In [1]:
import pandas as pd
import numpy as np
import os
from pathlib import Path
import string
import re

base_dir = Path("C:\\Users\\henry\\OneDrive\\Personal Career\\Personal Projects\\GitHub\\Revenue-Sustainability-Analysis")
data_dir = base_dir / "raw_data" # raw_data contains kaggle data with data quality defects from messy package
output_dir = base_dir / "Dataset" # Dataset contains cleaned data

In [2]:
def clean_str_cols(df, exclude=[]):
    cut = df[exclude].copy()
    df = df.drop(columns=exclude)

    for column in df.select_dtypes(include=["object"]).columns:

        # Remove punctuation
        df[f"{column}"] = df[f"{column}"].str.replace(
            f"[{re.escape(string.punctuation)}]", 
            "",
            regex=True)
        
        df[f"{column}"] = df[f"{column}"].str.title() # Standardize Capitalization
        df[f"{column}"] = df[f"{column}"].str.strip() # Remove leading and trailing spaces 

    
    df = df.join(cut)

    return df

def clean_date_cols(df, date_cols: str | list[str], punct_keep: str | list[str] | None=None) -> pd.DataFrame:

    # Exclude punctuation from being removed
    if punct_keep is not None:
        punctuation = "".join(set(string.punctuation) - set(punct_keep))   
    else:
        punctuation = string.punctuation

    # If only 1 column is passed
    if isinstance(date_cols, str):
        df[f"{date_cols}"] = df[f"{date_cols}"].str.replace(
                f"[{re.escape(punctuation)}]",
                "",
                regex=True
            )
    
    # If multiple columns are passed
    elif isinstance(date_cols, list):
        for col in date_cols:

            df[f"{col}"] = df[f"{col}"].str.replace(
                f"[{re.escape(punctuation)}]",
                "",
                regex=True
            )

            df[f"{col}"] = df[f"{col}"].str.strip()

    else:
        raise TypeError("date_cols is neither a string nor list of strings")

    return df

In [3]:
pd.set_option("display.max_rows", None)

### Clean Accounts.csv

In [4]:
# os.chdir(data_dir) # Ensure we are in the raw_data dir

# df = pd.read_csv("accounts.csv") 

# df = clean_str_cols(df, exclude=["created_at"]) # Clean str columns

# # Change floating cols to
# df['account_id'] = df['account_id'].astype('Int64')
# df['mrr'] = df['mrr'].astype('Int64')

# # Save the cleaned accounts to Dataset dir
# os.chdir(output_dir)
# df.to_parquet(output_dir / "accounts.parquet", index=False)

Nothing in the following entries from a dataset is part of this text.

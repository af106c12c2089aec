// Intra-node scheduling edges.

use crate::stats::{Histogram, Timeseries};

use super::{CallbackId, NodeId, SchedId};

/// A directed edge meaning "the consumer callback runs in reaction to the
/// producer callback completing". Not 1:1; a producer may fan out to
/// several consumers, each with its own edge.
#[derive(Debug, Clone)]
pub struct Sched {
    id: SchedId,
    node: NodeId,
    name: String,
    producer: CallbackId,
    consumer: CallbackId,
    timeseries: Option<Timeseries>,
    histogram: Option<Histogram>,
}

impl Sched {
    pub fn new(
        id: SchedId,
        node: NodeId,
        producer: CallbackId,
        consumer: CallbackId,
        producer_symbol: &str,
        consumer_symbol: &str,
    ) -> Self {
        Self {
            id,
            node,
            name: format!("{producer_symbol} -> {consumer_symbol}"),
            producer,
            consumer,
            timeseries: None,
            histogram: None,
        }
    }

    pub fn id(&self) -> SchedId {
        self.id
    }

    pub fn node(&self) -> NodeId {
        self.node
    }

    pub fn name(&self) -> &str {
        &self.name
    }

    /// Callback whose completion triggers the consumer.
    pub fn producer(&self) -> CallbackId {
        self.producer
    }

    /// Callback scheduled by the producer's completion.
    pub fn consumer(&self) -> CallbackId {
        self.consumer
    }

    pub fn set_timeseries(&mut self, ts: Timeseries) {
        self.timeseries = Some(ts);
    }

    pub fn timeseries(&self) -> Option<&Timeseries> {
        self.timeseries.as_ref()
    }

    pub fn timeseries_mut(&mut self) -> Option<&mut Timeseries> {
        self.timeseries.as_mut()
    }

    pub fn set_histogram(&mut self, hist: Histogram) {
        self.histogram = Some(hist);
    }

    pub fn histogram(&self) -> Option<&Histogram> {
        self.histogram.as_ref()
    }
}
//! Graphviz topology export.
//!
//! Text-only DOT writer over the assembled graph: one cluster per node with
//! start and end nodes filled distinctly, blue edges for topic communication
//! and intra-node scheduling, red dashed edges for publishes that no callback
//! owns. Turning the text into an image stays with external tooling.

use std::fs;
use std::path::Path;

use anyhow::{Context, Result};
use tracing::{debug, info};

use crate::model::{Application, CallbackId, Node};

/// Render the application topology as a DOT document.
pub fn render(app: &Application) -> String {
    let mut dot = String::new();
    dot.push_str("digraph application {\n");
    dot.push_str("    rankdir=LR;\n");
    dot.push_str("    compound=true;\n");
    dot.push_str("    node [shape=rect];\n");

    for node in app.nodes() {
        dot.push('\n');
        dot.push_str(&render_cluster(app, node));
    }
    dot.push('\n');

    for comm in app.comms() {
        dot.push_str(&format!(
            "    {} -> {} [color=blue];\n",
            dot_id(comm.producer_callback()),
            dot_id(comm.consumer_callback())
        ));
    }

    for sched in app.scheds() {
        dot.push_str(&format!(
            "    {} -> {} [color=blue, constraint=false];\n",
            dot_id(sched.producer()),
            dot_id(sched.consumer())
        ));
    }

    dot.push_str(&render_unlinked_edges(app));
    dot.push_str("}\n");
    dot
}

/// One subgraph cluster per node, its callbacks as the member vertices.
fn render_cluster(app: &Application, node: &Node) -> String {
    let mut cluster = format!("    subgraph {} {{\n", cluster_id(node));
    if node.is_start() {
        cluster.push_str(&format!(
            "        label=\"{} (start)\";\n",
            escape(node.name())
        ));
        cluster.push_str("        style=\"rounded,filled,solid\";\n");
        cluster.push_str("        color=black;\n");
        cluster.push_str("        fillcolor=lightblue1;\n");
    } else if node.is_end() {
        cluster.push_str(&format!(
            "        label=\"{} (end)\";\n",
            escape(node.name())
        ));
        cluster.push_str("        style=\"rounded,filled,solid\";\n");
        cluster.push_str("        color=black;\n");
        cluster.push_str("        fillcolor=bisque;\n");
    } else {
        cluster.push_str(&format!("        label=\"{}\";\n", escape(node.name())));
        cluster.push_str("        style=rounded;\n");
    }

    for &cb in node.callbacks() {
        cluster.push_str(&format!(
            "        {} [label=\"{}\"];\n",
            dot_id(cb),
            escape(app.callback(cb).symbol())
        ));
    }
    cluster.push_str("    }\n");
    cluster
}

/// Edges for node-level publishes without a publishing callback. Drawn from
/// the cluster boundary (via `ltail`) to every subscription on the topic, so
/// the unattributed hop stays visible without joining any path.
fn render_unlinked_edges(app: &Application) -> String {
    let mut dot = String::new();
    for node in app.nodes() {
        // ltail needs a member vertex to anchor the edge
        let Some(&anchor) = node.callbacks().first() else {
            if !node.unlinked_publishes().is_empty() {
                debug!(
                    node = node.name(),
                    "unlinked publishes on a node without callbacks, not drawn"
                );
            }
            continue;
        };
        for publish in node.unlinked_publishes() {
            for consumer in app.callbacks() {
                if consumer.kind().subscribed_topic() != Some(publish.topic()) {
                    continue;
                }
                dot.push_str(&format!(
                    "    {} -> {} [color=red, style=dashed, ltail={}, label=\"{}\"];\n",
                    dot_id(anchor),
                    dot_id(consumer.id()),
                    cluster_id(node),
                    escape(publish.topic())
                ));
            }
        }
    }
    dot
}

fn cluster_id(node: &Node) -> String {
    format!("cluster_{}", node.id().index())
}

fn dot_id(cb: CallbackId) -> String {
    format!("cb{}", cb.index())
}

fn escape(text: &str) -> String {
    text.replace('\\', "\\\\").replace('"', "\\\"")
}

/// Write the rendered topology to `path`.
pub fn write_graph(app: &Application, path: &Path) -> Result<()> {
    let dot = render(app);
    fs::write(path, dot)
        .with_context(|| format!("failed to write graph file {}", path.display()))?;
    info!(path = %path.display(), nodes = app.nodes().len(), "topology written");
    Ok(())
}
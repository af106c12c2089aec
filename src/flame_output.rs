//! Folded-stack latency export.
//!
//! One folded line per path segment carrying its worst observed latency,
//! the input format flamegraph tooling consumes. Segments of a node path
//! fold under that node path's name; communication hops stand alone.

use std::fs;
use std::path::Path;

use anyhow::{Context, Result};
use tracing::info;

use crate::model::{Application, NodePathId, NodeSegment, PathRef, PathSegment};

/// Render the folded stacks for one derived path.
///
/// # Errors
///
/// Fails when any segment on the path has no attached distribution, i.e.
/// the path was never run through statistics attachment.
pub fn collapse(app: &Application, path: PathRef) -> Result<String> {
    let mut folded = String::new();
    match path {
        PathRef::EndToEnd(id) => {
            for segment in app.end_to_end(id).segments() {
                match segment {
                    PathSegment::NodePath(np) => collapse_node_path(app, *np, &mut folded)?,
                    PathSegment::Comm(id) => {
                        let comm = app.comm(*id);
                        let hist = comm.histogram().with_context(|| {
                            format!("communication '{}' has no attached distribution", comm.name())
                        })?;
                        folded.push_str(&format!("{} {}\n", comm.name(), hist.worst_case_ms()));
                    }
                }
            }
        }
        PathRef::NodePath(id) => collapse_node_path(app, id, &mut folded)?,
    }
    Ok(folded)
}

fn collapse_node_path(app: &Application, id: NodePathId, folded: &mut String) -> Result<()> {
    let path = app.node_path(id);
    for segment in path.segments() {
        let (name, hist) = match segment {
            NodeSegment::Callback(id) => {
                let cb = app.callback(*id);
                (cb.symbol(), cb.histogram())
            }
            NodeSegment::Sched(id) => {
                let sched = app.sched(*id);
                (sched.name(), sched.histogram())
            }
        };
        let hist = hist
            .with_context(|| format!("segment '{name}' has no attached distribution"))?;
        folded.push_str(&format!(
            "{};{} {}\n",
            path.name(),
            name,
            hist.worst_case_ms()
        ));
    }
    Ok(())
}

/// Write the folded stacks for `path_ref` to `out`.
pub fn write_flame(app: &Application, path_ref: PathRef, out: &Path) -> Result<()> {
    let folded = collapse(app, path_ref)?;
    fs::write(out, &folded)
        .with_context(|| format!("failed to write flame file {}", out.display()))?;
    info!(path = %out.display(), lines = folded.lines().count(), "folded stacks written");
    Ok(())
}
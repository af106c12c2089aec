//! Declared-architecture documents.
//!
//! The architecture is a JSON node list: per node its callbacks (timer or
//! subscription), the declared scheduling chains between callback symbols,
//! and the topics each callback publishes. `Application::describe` emits the
//! same shape back, so a constructed graph round-trips through this file.

use std::fs;
use std::io::BufReader;
use std::path::Path;

use anyhow::{Context, Result};
use serde::{Deserialize, Serialize};

#[derive(Debug, Clone, PartialEq, Serialize, Deserialize)]
pub struct ArchitectureDoc {
    pub nodes: Vec<NodeDoc>,
}

#[derive(Debug, Clone, PartialEq, Serialize, Deserialize)]
pub struct NodeDoc {
    pub name: String,
    pub namespace: String,
    #[serde(default)]
    pub start_node: bool,
    #[serde(default)]
    pub end_node: bool,
    #[serde(default)]
    pub callbacks: Vec<CallbackDoc>,
    /// Topics the node publishes without a declared publishing callback.
    #[serde(default, skip_serializing_if = "Vec::is_empty")]
    pub unlinked_publish_topic_names: Vec<String>,
}

#[derive(Debug, Clone, PartialEq, Serialize, Deserialize)]
#[serde(tag = "type")]
pub enum CallbackDoc {
    #[serde(rename = "timer_callback")]
    Timer {
        period: f64,
        symbol: String,
        #[serde(default)]
        subsequent_callback_symbols: Vec<String>,
        #[serde(default)]
        publish_topic_names: Vec<String>,
    },
    #[serde(rename = "subscribe_callback")]
    Subscribe {
        topic_name: String,
        symbol: String,
        #[serde(default)]
        subsequent_callback_symbols: Vec<String>,
        #[serde(default)]
        publish_topic_names: Vec<String>,
    },
}

impl CallbackDoc {
    pub fn symbol(&self) -> &str {
        match self {
            CallbackDoc::Timer { symbol, .. } | CallbackDoc::Subscribe { symbol, .. } => symbol,
        }
    }

    pub fn subsequent_callback_symbols(&self) -> &[String] {
        match self {
            CallbackDoc::Timer {
                subsequent_callback_symbols,
                ..
            }
            | CallbackDoc::Subscribe {
                subsequent_callback_symbols,
                ..
            } => subsequent_callback_symbols,
        }
    }

    pub fn publish_topic_names(&self) -> &[String] {
        match self {
            CallbackDoc::Timer {
                publish_topic_names,
                ..
            }
            | CallbackDoc::Subscribe {
                publish_topic_names,
                ..
            } => publish_topic_names,
        }
    }
}

impl ArchitectureDoc {
    pub fn load(path: &Path) -> Result<Self> {
        let file = fs::File::open(path)
            .with_context(|| format!("failed to open architecture file {}", path.display()))?;
        serde_json::from_reader(BufReader::new(file))
            .with_context(|| format!("failed to parse architecture file {}", path.display()))
    }

    pub fn save(&self, path: &Path) -> Result<()> {
        let json = serde_json::to_string_pretty(self).context("failed to serialize architecture")?;
        fs::write(path, json)
            .with_context(|| format!("failed to write architecture file {}", path.display()))
    }
}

# # Switch back to raw_data for the next table cleaning
# os.chdir(data_dir)

### Clean customers.csv

In [5]:
# df = pd.read_csv("customers.csv")

# df['customer_id'] = df['customer_id'].astype('Int64')

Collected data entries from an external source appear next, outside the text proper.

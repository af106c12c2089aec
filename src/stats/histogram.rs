//! Binned latency distributions and their composition.
//!
//! A `Histogram` holds raw per-bin counts over fixed-width bins starting at
//! zero. Trailing all-zero bins are always trimmed, so the last bin of a
//! non-empty histogram is populated. Chained edges compose by discrete
//! convolution of their raw bin sequences: the distribution of a sum of
//! independent latencies is the convolution of the individual distributions.
//!
//! # Example
//!
//! ```
//! use cadena::stats::{DisplayConfig, Histogram};
//!
//! let a = Histogram::from_raw_bins(vec![1.0, 1.0], 1.0);
//! let b = Histogram::from_raw_bins(vec![1.0, 1.0], 1.0);
//!
//! let sum = Histogram::sum(&[&a, &b]).unwrap();
//! assert_eq!(sum.bins(), &[1.0, 2.0, 1.0]);
//!
//! let display = sum.display_bins(&DisplayConfig { normalize: true }).unwrap();
//! assert_eq!(display, vec![0.25, 0.5, 0.25]);
//! ```

use super::{DisplayConfig, Result, StatsError, Timeseries};

/// Default bin width: one unit of the input time scale.
pub const DEFAULT_BIN_WIDTH_MS: f64 = 1.0;

/// Default ceiling on the number of bins a single histogram may require.
pub const DEFAULT_MAX_BINS: usize = 10_000;

/// A binned latency distribution with fixed-width bins starting at zero.
#[derive(Debug, Clone, PartialEq)]
pub struct Histogram {
    bins: Vec<f64>,
    bin_width_ms: f64,
}

impl Histogram {
    /// Bin the finite samples of `ts`. See [`Histogram::from_samples`].
    pub fn from_timeseries(ts: &Timeseries, bin_width_ms: f64, max_bins: usize) -> Result<Self> {
        Self::from_samples(ts.samples(), bin_width_ms, max_bins)
    }

    /// Bin a sample sequence into `ceil(max / bin_width) + 1` fixed-width
    /// bins. NaN samples are skipped; bin `i` covers
    /// `[i * bin_width, (i + 1) * bin_width)`. Samples outside the bin range
    /// are not counted, matching fixed-range binning.
    ///
    /// # Errors
    ///
    /// `NoFiniteSamples` when nothing is binnable, `BinCountExceeded` when
    /// the sample range would require more than `max_bins` bins. The bin
    /// count is never silently truncated.
    pub fn from_samples(samples: &[f64], bin_width_ms: f64, max_bins: usize) -> Result<Self> {
        let usable: Vec<f64> = samples
            .iter()
            .copied()
            .filter(|s| s.is_finite() && *s >= 0.0)
            .collect();
        if usable.is_empty() {
            return Err(StatsError::NoFiniteSamples);
        }

        let max = usable.iter().copied().fold(f64::MIN, f64::max);
        // Saturating float-to-usize keeps a degenerate width from wrapping.
        let bin_count = ((max / bin_width_ms).ceil() as usize).saturating_add(1);
        if bin_count > max_bins {
            return Err(StatsError::BinCountExceeded {
                required: bin_count,
                limit: max_bins,
            });
        }

        let mut bins = vec![0.0; bin_count];
        for sample in usable {
            let idx = (sample / bin_width_ms).floor() as usize;
            if idx < bin_count {
                bins[idx] += 1.0;
            }
        }

        Ok(Self::from_raw_bins(bins, bin_width_ms))
    }

    /// Wrap an existing raw bin sequence, trimming trailing zero bins.
    pub fn from_raw_bins(mut bins: Vec<f64>, bin_width_ms: f64) -> Self {
        let keep = bins.iter().rposition(|b| *b != 0.0).map_or(0, |i| i + 1);
        bins.truncate(keep);
        Self { bins, bin_width_ms }
    }

    /// Raw per-bin counts, trailing zeros trimmed.
    pub fn bins(&self) -> &[f64] {
        &self.bins
    }

    pub fn bin_width_ms(&self) -> f64 {
        self.bin_width_ms
    }

    pub fn is_empty(&self) -> bool {
        self.bins.is_empty()
    }

    /// Bins as presented to report consumers.
    ///
    /// # Errors
    ///
    /// `DegenerateDistribution` when normalization is requested and the bins
    /// sum to zero.
    pub fn display_bins(&self, config: &DisplayConfig) -> Result<Vec<f64>> {
        if !config.normalize {
            return Ok(self.bins.clone());
        }
        let sum: f64 = self.bins.iter().sum();
        if sum == 0.0 {
            return Err(StatsError::DegenerateDistribution);
        }
        Ok(self.bins.iter().map(|b| b / sum).collect())
    }

    /// Distribution of the sum of the independent latencies described by
    /// `parts`, computed by folding discrete convolution over their raw bin
    /// sequences and trimming the result.
    ///
    /// # Errors
    ///
    /// `EmptyComposition` for an empty input, `BinWidthMismatch` when the
    /// operands disagree on bin width.
    pub fn sum(parts: &[&Histogram]) -> Result<Self> {
        let first = parts.first().ok_or(StatsError::EmptyComposition)?;
        let mut acc = first.bins.clone();
        for part in &parts[1..] {
            if (part.bin_width_ms - first.bin_width_ms).abs() > f64::EPSILON {
                return Err(StatsError::BinWidthMismatch(
                    first.bin_width_ms,
                    part.bin_width_ms,
                ));
            }
            acc = convolve(&acc, &part.bins);
        }
        Ok(Self::from_raw_bins(acc, first.bin_width_ms))
    }

    /// Lower edge of the last populated bin: the worst observed latency
    /// rounded down to the bin grid. Zero for an empty histogram.
    pub fn worst_case_ms(&self) -> f64 {
        if self.bins.is_empty() {
            return 0.0;
        }
        (self.bins.len() - 1) as f64 * self.bin_width_ms
    }
}

/// Full discrete convolution; output length is `a.len() + b.len() - 1`.
fn convolve(a: &[f64], b: &[f64]) -> Vec<f64> {
    if a.is_empty() || b.is_empty() {
        return Vec::new();
    }
    let mut out = vec![0.0; a.len() + b.len() - 1];
    for (i, &x) in a.iter().enumerate() {
        if x == 0.0 {
            continue;
        }
        for (j, &y) in b.iter().enumerate() {
            out[i + j] += x * y;
        }
    }
    out
}

#[cfg(test)]
mod tests {
    use super::*;

    #[test]
    fn test_from_samples_bins_and_trims() {
        // max 6.5 -> ceil(6.5) + 1 = 8 bins, trailing zero trimmed to 7
        let h = Histogram::from_samples(&[5.0, 6.5, 5.9], 1.0, DEFAULT_MAX_BINS).unwrap();
        assert_eq!(h.bins().len(), 7);
        assert_eq!(h.bins()[5], 2.0);
        assert_eq!(h.bins()[6], 1.0);
        assert_eq!(h.worst_case_ms(), 6.0);
    }

    #[test]
    fn test_from_samples_skips_nan() {
        let h = Histogram::from_samples(&[2.0, f64::NAN, 2.0], 1.0, DEFAULT_MAX_BINS).unwrap();
        assert_eq!(h.bins(), &[0.0, 0.0, 2.0]);
    }

    #[test]
    fn test_from_samples_all_nan_fails() {
        let err = Histogram::from_samples(&[f64::NAN], 1.0, DEFAULT_MAX_BINS).unwrap_err();
        assert_eq!(err, StatsError::NoFiniteSamples);
    }

    #[test]
    fn test_from_samples_negative_only_fails() {
        let err = Histogram::from_samples(&[-3.0], 1.0, DEFAULT_MAX_BINS).unwrap_err();
        assert_eq!(err, StatsError::NoFiniteSamples);
    }

    #[test]
    fn test_bin_count_limit_is_hard_error() {
        let err = Histogram::from_samples(&[10_500.0], 1.0, DEFAULT_MAX_BINS).unwrap_err();
        match err {
            StatsError::BinCountExceeded { required, limit } => {
                assert_eq!(required, 10_501);
                assert_eq!(limit, DEFAULT_MAX_BINS);
            }
            other => panic!("unexpected error: {other:?}"),
        }
    }

    #[test]
    fn test_zero_bin_width_is_rejected_not_panicking() {
        let err = Histogram::from_samples(&[1.0], 0.0, DEFAULT_MAX_BINS).unwrap_err();
        assert!(matches!(err, StatsError::BinCountExceeded { .. }));
    }

    #[test]
    fn test_zero_samples_make_single_bin() {
        let h = Histogram::from_samples(&[0.0, 0.0], 1.0, DEFAULT_MAX_BINS).unwrap();
        assert_eq!(h.bins(), &[2.0]);
        assert_eq!(h.worst_case_ms(), 0.0);
    }

    #[test]
    fn test_wider_bins() {
        let h = Histogram::from_samples(&[5.0, 14.0], 10.0, DEFAULT_MAX_BINS).unwrap();
        assert_eq!(h.bins(), &[1.0, 1.0]);
        assert_eq!(h.worst_case_ms(), 10.0);
    }

    #[test]
    fn test_sum_convolves_raw_bins() {
        let a = Histogram::from_raw_bins(vec![1.0, 1.0], 1.0);
        let b = Histogram::from_raw_bins(vec![1.0, 1.0], 1.0);
        let sum = Histogram::sum(&[&a, &b]).unwrap();
        assert_eq!(sum.bins(), &[1.0, 2.0, 1.0]);
    }

    #[test]
    fn test_sum_three_parts() {
        let a = Histogram::from_raw_bins(vec![1.0, 1.0], 1.0);
        let b = Histogram::from_raw_bins(vec![1.0, 1.0], 1.0);
        let c = Histogram::from_raw_bins(vec![1.0], 1.0);
        let sum = Histogram::sum(&[&a, &b, &c]).unwrap();
        assert_eq!(sum.bins(), &[1.0, 2.0, 1.0]);
    }

    #[test]
    fn test_sum_single_part_is_identity() {
        let a = Histogram::from_raw_bins(vec![2.0, 0.0, 1.0], 1.0);
        let sum = Histogram::sum(&[&a]).unwrap();
        assert_eq!(sum.bins(), a.bins());
    }

    #[test]
    fn test_sum_empty_input_fails() {
        assert_eq!(
            Histogram::sum(&[]).unwrap_err(),
            StatsError::EmptyComposition
        );
    }

    #[test]
    fn test_sum_rejects_mixed_bin_widths() {
        let a = Histogram::from_raw_bins(vec![1.0], 1.0);
        let b = Histogram::from_raw_bins(vec![1.0], 2.0);
        assert!(matches!(
            Histogram::sum(&[&a, &b]).unwrap_err(),
            StatsError::BinWidthMismatch(_, _)
        ));
    }

    #[test]
    fn test_display_bins_normalized() {
        let h = Histogram::from_raw_bins(vec![1.0, 2.0, 1.0], 1.0);
        let display = h.display_bins(&DisplayConfig { normalize: true }).unwrap();
        assert_eq!(display, vec![0.25, 0.5, 0.25]);
    }

    #[test]
    fn test_display_bins_raw_by_default() {
        let h = Histogram::from_raw_bins(vec![1.0, 2.0], 1.0);
        let display = h.display_bins(&DisplayConfig::default()).unwrap();
        assert_eq!(display, vec![1.0, 2.0]);
    }

    #[test]
    fn test_normalization_is_idempotent() {
        let h = Histogram::from_raw_bins(vec![1.0, 3.0], 1.0);
        let config = DisplayConfig { normalize: true };
        let once = h.display_bins(&config).unwrap();
        let again = Histogram::from_raw_bins(once.clone(), 1.0)
            .display_bins(&config)
            .unwrap();
        for (a, b) in once.iter().zip(&again) {
            assert!((a - b).abs() < 1e-12);
        }
    }

    #[test]
    fn test_normalize_empty_is_degenerate() {
        let h = Histogram::from_raw_bins(Vec::new(), 1.0);
        assert_eq!(
            h.display_bins(&DisplayConfig { normalize: true })
                .unwrap_err(),
            StatsError::DegenerateDistribution
        );
    }

    #[test]
    fn test_trailing_zero_bins_are_trimmed() {
        let h = Histogram::from_raw_bins(vec![0.0, 1.0, 0.0, 0.0], 1.0);
        assert_eq!(h.bins(), &[0.0, 1.0]);
    }

    #[test]
    fn test_convolve_lengths() {
        assert_eq!(convolve(&[1.0, 1.0], &[1.0, 1.0, 1.0]).len(), 4);
        assert_eq!(convolve(&[1.0], &[1.0]), vec![1.0]);
        assert!(convolve(&[], &[1.0]).is_empty());
    }
}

# df['signup_date'] = df['signup_date'].str.strip()

# df['monthly_fee'] = df['monthly_fee'].astype('Int64')

# df['acquisition_cost'] = df['acquisition_cost'].astype('Int64')

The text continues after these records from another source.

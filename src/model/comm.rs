// Inter-node communication edges.

use crate::stats::{Histogram, Timeseries};

use super::{CallbackId, CommId, NodeId};

/// The raw send/receive hop wrapped by a communication edge.
///
/// Samples here come from wire-level source/received timestamps when the
/// trace carries them, isolating transport time from end-to-end
/// publish-to-callback latency.
#[derive(Debug, Clone, Default)]
pub struct TransportLink {
    timeseries: Option<Timeseries>,
    histogram: Option<Histogram>,
}

impl TransportLink {
    pub fn set_timeseries(&mut self, ts: Timeseries) {
        self.timeseries = Some(ts);
    }

    pub fn timeseries(&self) -> Option<&Timeseries> {
        self.timeseries.as_ref()
    }

    pub fn timeseries_mut(&mut self) -> Option<&mut Timeseries> {
        self.timeseries.as_mut()
    }

    pub fn set_histogram(&mut self, hist: Histogram) {
        self.histogram = Some(hist);
    }

    pub fn histogram(&self) -> Option<&Histogram> {
        self.histogram.as_ref()
    }
}

/// A topic-matched edge from a publishing callback in one node to a
/// subscription callback in another.
///
/// Instantiated at most once per (topic, consumer callback) pair; routes
/// sharing that pair share the edge and its samples. The display name is
/// the topic, disambiguated by the name registry when one topic fans out
/// to several consumers.
#[derive(Debug, Clone)]
pub struct Comm {
    id: CommId,
    name: String,
    topic: String,
    producer_node: NodeId,
    producer_callback: CallbackId,
    consumer_node: NodeId,
    consumer_callback: CallbackId,
    transport: TransportLink,
    timeseries: Option<Timeseries>,
    histogram: Option<Histogram>,
}

impl Comm {
    #[allow(clippy::too_many_arguments)]
    pub fn new(
        id: CommId,
        name: String,
        topic: String,
        producer_node: NodeId,
        producer_callback: CallbackId,
        consumer_node: NodeId,
        consumer_callback: CallbackId,
    ) -> Self {
        Self {
            id,
            name,
            topic,
            producer_node,
            producer_callback,
            consumer_node,
            consumer_callback,
            transport: TransportLink::default(),
            timeseries: None,
            histogram: None,
        }
    }

    pub fn id(&self) -> CommId {
        self.id
    }

    pub fn name(&self) -> &str {
        &self.name
    }

    pub fn topic(&self) -> &str {
        &self.topic
    }

    pub fn producer_node(&self) -> NodeId {
        self.producer_node
    }

    pub fn producer_callback(&self) -> CallbackId {
        self.producer_callback
    }

    pub fn consumer_node(&self) -> NodeId {
        self.consumer_node
    }

    pub fn consumer_callback(&self) -> CallbackId {
        self.consumer_callback
    }

    pub fn transport(&self) -> &TransportLink {
        &self.transport
    }

    pub fn transport_mut(&mut self) -> &mut TransportLink {
        &mut self.transport
    }

    pub fn set_timeseries(&mut self, ts: Timeseries) {
        self.timeseries = Some(ts);
    }

    pub fn timeseries(&self) -> Option<&Timeseries> {
        self.timeseries.as_ref()
    }

    pub fn timeseries_mut(&mut self) -> Option<&mut Timeseries> {
        self.timeseries.as_mut()
    }

    pub fn set_histogram(&mut self, hist: Histogram) {
        self.histogram = Some(hist);
    }

    pub fn histogram(&self) -> Option<&Histogram> {
        self.histogram.as_ref()
    }
}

# df['churn_date'] = df['churn_date'].str.strip()
# df['churn_date'] = df['churn_date'].str.lower()

# df.to_parquet(output_dir / "customers.parquet", index=False)

### Clean events.csv

In [6]:
os.chdir(data_dir)
events = pd.read_csv("events.csv")

events['event_id'] = events['event_id'].astype('Int64')
events['user_id'] = events['user_id'].astype('Int64')


events = events.drop(columns='...6')

events = clean_str_cols(events, exclude=['occurred_at'])

events['occurred_at'] = events['occurred_at'].str.strip()



### Clean experiments.csv

In [7]:
# os.chdir(data_dir)

# df = pd.read_csv("experiments.csv")

# # df.head(5)

# # df.dtypes

# df['experiment_id'] = df['experiment_id'].astype("Int64")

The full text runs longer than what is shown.